“Appehuli” – Thinking of the name itself creates a temptation in me!. Appehuli an authentic havyaka dish. Any meal, may it be during a wedding or any other occasion, without appehuli is said to be incomplete. It’s prepared mostly during the summer because of the availability of mango the king of fruits. Other seasons too, some houses are blessed to relish this appehuli by making use of the stored mango concentrate. This dish goes well both with white rice or you can just drink it. On a lighter note, during occasions I have heard people say - "oh! I had good meal today. Let me have two glasses of appehuli and sleep well"! :)
My mom-in-law is an expert in doing this mango extract. During the season she collects all the mangoes from our backyard and makes the extract and packs them in individual bottles. We get these bottles while coming to Bangalore and then enjoy the appehuli during the offseason as well! :)
There are different methods followed to prepare this appehuli and here is how I prepare it. This method is very easy and less time consuming.
1 Raw Mango (preferably a sour one!)
Red Chilies & 2 glasses of water
Pinch of Asafoetida
4 tea spoons Oil(preferably coconut oil)
1 tea spoon Mustard
· Pressure cook the mango for about 2 whistles and allow it to cool.
· Once it’s cooled, Squeeze the mango in about 3 cups of water and take off the skin. You can remove the seed as well. I usually keep it.

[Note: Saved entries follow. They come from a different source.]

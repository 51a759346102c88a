//! Live offer capture around pcap
//!
//! pcap reads block, so frames are read on a dedicated thread and handed to
//! tokio over a bounded channel. The thread owns the capture handle and
//! drops it before the channel sender, which means a consumer that has seen
//! the end of the stream can rely on the handle being released.

use pcap::{Active, Capture, Device};
use sentinel_core::{Error, Interface, LinkType, Packet, Result, Shutdown};
use std::thread;
use std::time::{Duration, UNIX_EPOCH};
use tokio::sync::mpsc;
use tracing::{debug, error, info, warn};

use crate::stats::{CaptureStats, StatsAccumulator};

/// Default snapshot length, enough for any DHCP offer on a 1500-byte MTU
const DEFAULT_SNAPLEN: i32 = 1600;

/// Default read timeout (milliseconds); bounds how late the thread sees cancellation
const DEFAULT_TIMEOUT_MS: i32 = 1000;

/// Default number of frames buffered between the capture thread and the consumer
const DEFAULT_QUEUE_CAPACITY: usize = 100;

/// Configuration for the capture handle
#[derive(Debug, Clone, PartialEq)]
pub struct CaptureConfig {
    /// Maximum bytes to capture per packet
    pub snaplen: i32,
    /// Read timeout in milliseconds
    pub timeout_ms: i32,
    /// Enable promiscuous mode
    pub promiscuous: bool,
    /// Enable immediate mode (deliver packets immediately)
    pub immediate_mode: bool,
    /// Bounded queue size between producer and consumer
    pub queue_capacity: usize,
}

impl Default for CaptureConfig {
    fn default() -> Self {
        Self {
            snaplen: DEFAULT_SNAPLEN,
            timeout_ms: DEFAULT_TIMEOUT_MS,
            promiscuous: true,
            immediate_mode: true,
            queue_capacity: DEFAULT_QUEUE_CAPACITY,
        }
    }
}

/// An opened, filtered capture handle which has not started reading yet
pub struct OfferCapture {
    interface: String,
    config: CaptureConfig,
    capture: Capture<Active>,
    link_type: LinkType,
}

impl std::fmt::Debug for OfferCapture {
    fn fmt(&self, f: &mut std::fmt::Formatter<'_>) -> std::fmt::Result {
        f.debug_struct("OfferCapture")
            .field("interface", &self.interface)
            .field("config", &self.config)
            .field("link_type", &self.link_type)
            .finish()
    }
}

impl OfferCapture {
    /// Open a live capture on `interface` and install `filter`
    pub fn open(interface: &str, filter: &str, config: CaptureConfig) -> Result<Self> {
        let iface = Interface::by_name(interface)
            .map_err(|e| Error::CaptureOpen(e.to_string()))?;
        if !iface.is_up {
            return Err(Error::CaptureOpen(format!(
                "Interface '{}' is not up",
                interface
            )));
        }

        debug!(interface, "Initializing pcap capture");

        let mut capture = Capture::from_device(Device::from(interface))
            .map_err(|e| Error::CaptureOpen(format!("{}: {}", interface, e)))?
            .promisc(config.promiscuous)
            .snaplen(config.snaplen)
            .timeout(config.timeout_ms)
            .immediate_mode(config.immediate_mode)
            .open()
            .map_err(|e| Error::CaptureOpen(format!("{}: {}", interface, e)))?;

        capture
            .filter(filter, true)
            .map_err(|e| Error::CaptureOpen(format!("invalid filter '{}': {}", filter, e)))?;

        let link_type = LinkType::from_dlt(capture.get_datalink().0);
        if link_type != LinkType::Ethernet {
            warn!(interface, ?link_type, "Capture is not Ethernet, offers will be unclassifiable");
        }

        info!(interface, filter, "Capture opened");

        Ok(Self {
            interface: interface.to_string(),
            config,
            capture,
            link_type,
        })
    }

    /// Start the capture thread and return the consuming end
    pub fn start(self, shutdown: Shutdown) -> Result<OfferStream> {
        let OfferCapture {
            interface,
            config,
            mut capture,
            link_type,
        } = self;

        let name = interface.clone();
        let reader = move || {
            capture.next_packet().map(|raw| {
                let mut packet =
                    Packet::with_link_type(name.clone(), link_type, raw.data.to_vec());
                packet.timestamp = UNIX_EPOCH
                    + Duration::new(
                        raw.header.ts.tv_sec as u64,
                        (raw.header.ts.tv_usec as u32).saturating_mul(1000),
                    );
                packet.len = raw.header.len as usize;
                packet
            })
        };

        OfferStream::spawn(interface, config.queue_capacity, reader, shutdown)
    }
}

/// Consuming end of a running capture
pub struct OfferStream {
    interface: String,
    rx: mpsc::Receiver<Packet>,
    shutdown: Shutdown,
    producer: Option<thread::JoinHandle<()>>,
    stats: StatsAccumulator,
}

impl std::fmt::Debug for OfferStream {
    fn fmt(&self, f: &mut std::fmt::Formatter<'_>) -> std::fmt::Result {
        f.debug_struct("OfferStream")
            .field("interface", &self.interface)
            .field("running", &self.producer.is_some())
            .finish()
    }
}

impl OfferStream {
    /// Run `reader` on a new thread until cancellation, a read error, or
    /// the consumer going away
    fn spawn<R>(
        interface: String,
        queue_capacity: usize,
        reader: R,
        shutdown: Shutdown,
    ) -> Result<Self>
    where
        R: FnMut() -> std::result::Result<Packet, pcap::Error> + Send + 'static,
    {
        let (tx, rx) = mpsc::channel(queue_capacity.max(1));
        let stats = StatsAccumulator::new();

        let producer = {
            let stats = stats.clone();
            let shutdown = shutdown.clone();
            let interface = interface.clone();
            thread::Builder::new()
                .name(format!("capture-{}", interface))
                .spawn(move || produce(&interface, reader, tx, shutdown, stats))?
        };

        info!(interface = %interface, "Capture thread started");

        Ok(Self {
            interface,
            rx,
            shutdown,
            producer: Some(producer),
            stats,
        })
    }

    /// Next captured frame, or `None` once cancelled or the producer has stopped
    ///
    /// After cancellation `None` is returned only once the producer has
    /// released the capture handle.
    pub async fn next(&mut self) -> Option<Packet> {
        if !self.shutdown.is_triggered() {
            tokio::select! {
                biased;
                _ = self.shutdown.triggered() => {}
                packet = self.rx.recv() => return packet,
            }
        }
        self.drain().await;
        None
    }

    /// Discard queued frames until the producer drops its sender
    async fn drain(&mut self) {
        let mut discarded = 0u64;
        while self.rx.recv().await.is_some() {
            discarded += 1;
        }
        if discarded > 0 {
            debug!(interface = %self.interface, discarded, "Dropped frames queued after cancellation");
        }
    }

    /// Stop consuming and wait for the capture thread to release the handle
    pub async fn close(&mut self) -> CaptureStats {
        self.rx.close();

        if let Some(producer) = self.producer.take() {
            match tokio::task::spawn_blocking(move || producer.join()).await {
                Ok(Ok(())) => {}
                Ok(Err(_)) => error!(interface = %self.interface, "Capture thread panicked"),
                Err(e) => error!(interface = %self.interface, error = %e, "Failed to join capture thread"),
            }
        }

        let stats = self.stats.snapshot();
        info!(interface = %self.interface, "Capture closed: {}", stats.format());
        stats
    }
}

fn produce<R>(
    interface: &str,
    mut reader: R,
    tx: mpsc::Sender<Packet>,
    shutdown: Shutdown,
    stats: StatsAccumulator,
) where
    R: FnMut() -> std::result::Result<Packet, pcap::Error>,
{
    loop {
        if shutdown.is_triggered() || tx.is_closed() {
            debug!(interface, "Capture stopped");
            break;
        }

        match reader() {
            Ok(packet) => {
                stats.record_captured(packet.data.len());
                if shutdown.is_triggered() {
                    break;
                }
                // Blocks while the queue is full
                if tx.blocking_send(packet).is_err() {
                    debug!(interface, "Consumer gone, stopping capture");
                    break;
                }
                stats.record_forwarded();
            }
            Err(pcap::Error::TimeoutExpired) => continue,
            Err(e) => {
                stats.record_error();
                error!(interface, error = %e, "Packet capture error");
                break;
            }
        }
    }

    // Handle first, then the sender: the consumer sees the end only after release
    drop(reader);
    debug!(interface, "Capture handle released");
    drop(tx);
    info!(interface, "Capture thread finished");
}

· Now to this water add crushed green chilies and salt to taste.
· Tempering: Heat oil in a pan. Soon as the oil is hot enough add mustard and once it sputters, add red chillies and asafoetida and season to the ready squeezed mixture. Appe huli is now ready to be served.
Idea: Once it’s ready, I usually filter it in a tea strainer and then keep it in the refrigerator for an hour and have it. I love this way coz. I don’t get mustard seeds when I drink(I just need the aroma) and then its chilled too! Try this, and I am sure you will love it!!